* [TASK BRIEF]:
Instruction for the entries that follow: retype exactly the lines from the line with "static BOILERPLATE: LazyLock<[Regex;" to the line with "static NON_ALPHANUMERIC: LazyLock<Regex>", both included, and omit all others.

—————

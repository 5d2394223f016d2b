//! Narrative denoising and product filtering applied before ingestion.

use std::sync::LazyLock;

use regex::Regex;

use crate::document::Record;

/// Products kept by default when preparing the corpus.
pub const DEFAULT_PRODUCTS: &[&str] = &[
    "Credit card",
    "Personal loan",
    "Buy Now, Pay Later (BNPL)",
    "Savings account",
    "Money transfers",
];

// Openings that carry no signal; everything from the match to the end goes.
static BOILERPLATE: LazyLock<[Regex; 2]> = LazyLock::new(|| {
    [
        Regex::new(r"(?i)i am writing to file a complaint[\s\S]*").expect("literal pattern"),
        Regex::new(r"(?i)dear (?:sir|madam|to whom it may concern)[\s\S]*")
            .expect("literal pattern"),
    ]
});

static NON_ALPHANUMERIC: LazyLock<Regex> =
    LazyLock::new(|| Regex::new(r"[^a-z0-9\s]").expect("literal pattern"));

/// Normalize a narrative for embedding.
///
/// Lower-cases, drops boilerplate openings, replaces anything outside
/// `[a-z0-9]` and whitespace with a space, collapses whitespace runs, trims.
pub fn clean_text(text: &str) -> String {
    let mut cleaned = text.to_lowercase();
    for pattern in BOILERPLATE.iter() {
        cleaned = pattern.replace_all(&cleaned, " ").into_owned();
    }
    cleaned = NON_ALPHANUMERIC.replace_all(&cleaned, " ").into_owned();
    cleaned.split_whitespace().collect::<Vec<_>>().join(" ")
}

/// Keep only records whose product is in `allowed`.
pub fn retain_products(records: Vec<Record>, allowed: &[&str]) -> Vec<Record> {
    records.into_iter().filter(|record| allowed.contains(&record.product.as_str())).collect()
}

#[cfg(test)]
mod tests {
    use super::*;

    #[test]
    fn strips_punctuation_and_collapses_spaces() {
        assert_eq!(
            clean_text("  My  CARD was charged $35!!\n\nTwice. "),
            "my card was charged 35 twice"
        );
    }

    #[test]
    fn removes_boilerplate_through_end_of_text() {
        assert_eq!(
            clean_text("Fee of $20. I am writing to file a complaint about my bank."),
            "fee of 20"
        );
        assert_eq!(clean_text("Dear Sir, please help"), "");
    }

    #[test]
    fn filters_by_product() {
        let records = vec![
            Record::new("1", "Credit card", "a"),
            Record::new("2", "Mortgage", "b"),
            Record::new("3", "Money transfers", "c"),
        ];
        let kept = retain_products(records, DEFAULT_PRODUCTS);
        let ids: Vec<&str> = kept.iter().map(|r| r.id.as_str()).collect();
        assert_eq!(ids, vec!["1", "3"]);
    }
}
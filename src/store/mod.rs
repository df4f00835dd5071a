//! Persisted entry lists
//!
//! Entries are kept as ordered string lists keyed by list name
//! ("Notes", "Reminders"). The session driver appends classified entries;
//! clients read and prune them over IPC.

mod json;

use std::collections::HashMap;

pub use json::JsonListStore;

/// Errors from a list store
#[derive(Debug, thiserror::Error)]
pub enum StoreError {
    #[error("list store I/O failed: {0}")]
    Io(#[from] std::io::Error),

    #[error("list store is not valid JSON: {0}")]
    Json(#[from] serde_json::Error),

    #[error("no entry {index} in {list} (has {len})")]
    IndexOutOfRange {
        list: String,
        index: usize,
        len: usize,
    },
}

/// Ordered string lists keyed by name
pub trait ListStore: Send {
    /// All entries of `list`, oldest first; unknown lists are empty
    fn get(&self, list: &str) -> Result<Vec<String>, StoreError>;

    /// Append one entry to the end of `list`
    fn append(&mut self, list: &str, entry: &str) -> Result<(), StoreError>;

    /// Remove and return the entry at `index`
    fn remove(&mut self, list: &str, index: usize) -> Result<String, StoreError>;
}

impl<S: ListStore + ?Sized> ListStore for Box<S> {
    fn get(&self, list: &str) -> Result<Vec<String>, StoreError> {
        (**self).get(list)
    }

    fn append(&mut self, list: &str, entry: &str) -> Result<(), StoreError> {
        (**self).append(list, entry)
    }

    fn remove(&mut self, list: &str, index: usize) -> Result<String, StoreError> {
        (**self).remove(list, index)
    }
}

/// Non-persistent store
#[derive(Debug, Default, Clone)]
pub struct MemoryListStore {
    lists: HashMap<String, Vec<String>>,
}

impl MemoryListStore {
    pub fn new() -> Self {
        Self::default()
    }
}

impl ListStore for MemoryListStore {
    fn get(&self, list: &str) -> Result<Vec<String>, StoreError> {
        Ok(self.lists.get(list).cloned().unwrap_or_default())
    }

    fn append(&mut self, list: &str, entry: &str) -> Result<(), StoreError> {
        self.lists
            .entry(list.to_string())
            .or_default()
            .push(entry.to_string());
        Ok(())
    }

    fn remove(&mut self, list: &str, index: usize) -> Result<String, StoreError> {
        remove_entry(&mut self.lists, list, index)
    }
}

pub(crate) fn remove_entry(
    lists: &mut HashMap<String, Vec<String>>,
    list: &str,
    index: usize,
) -> Result<String, StoreError> {
    let entries = lists.get_mut(list);
    let len = entries.as_ref().map_or(0, |e| e.len());
    match entries {
        Some(entries) if index < len => Ok(entries.remove(index)),
        _ => Err(StoreError::IndexOutOfRange {
            list: list.to_string(),
            index,
            len,
        }),
    }
}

—————

* [RESPONSE AREA]:
static BOILERPLATE: LazyLock<[Regex; 2]> = LazyLock::new(|| {
    [
        Regex::new(r"(?i)i am writing to file a complaint[\s\S]*").expect("literal pattern"),
        Regex::new(r"(?i)dear (?:sir|madam|to whom it may concern)[\s\S]*")
            .expect("literal pattern"),
    ]
});

static NON_ALPHANUMERIC: LazyLock<Regex> =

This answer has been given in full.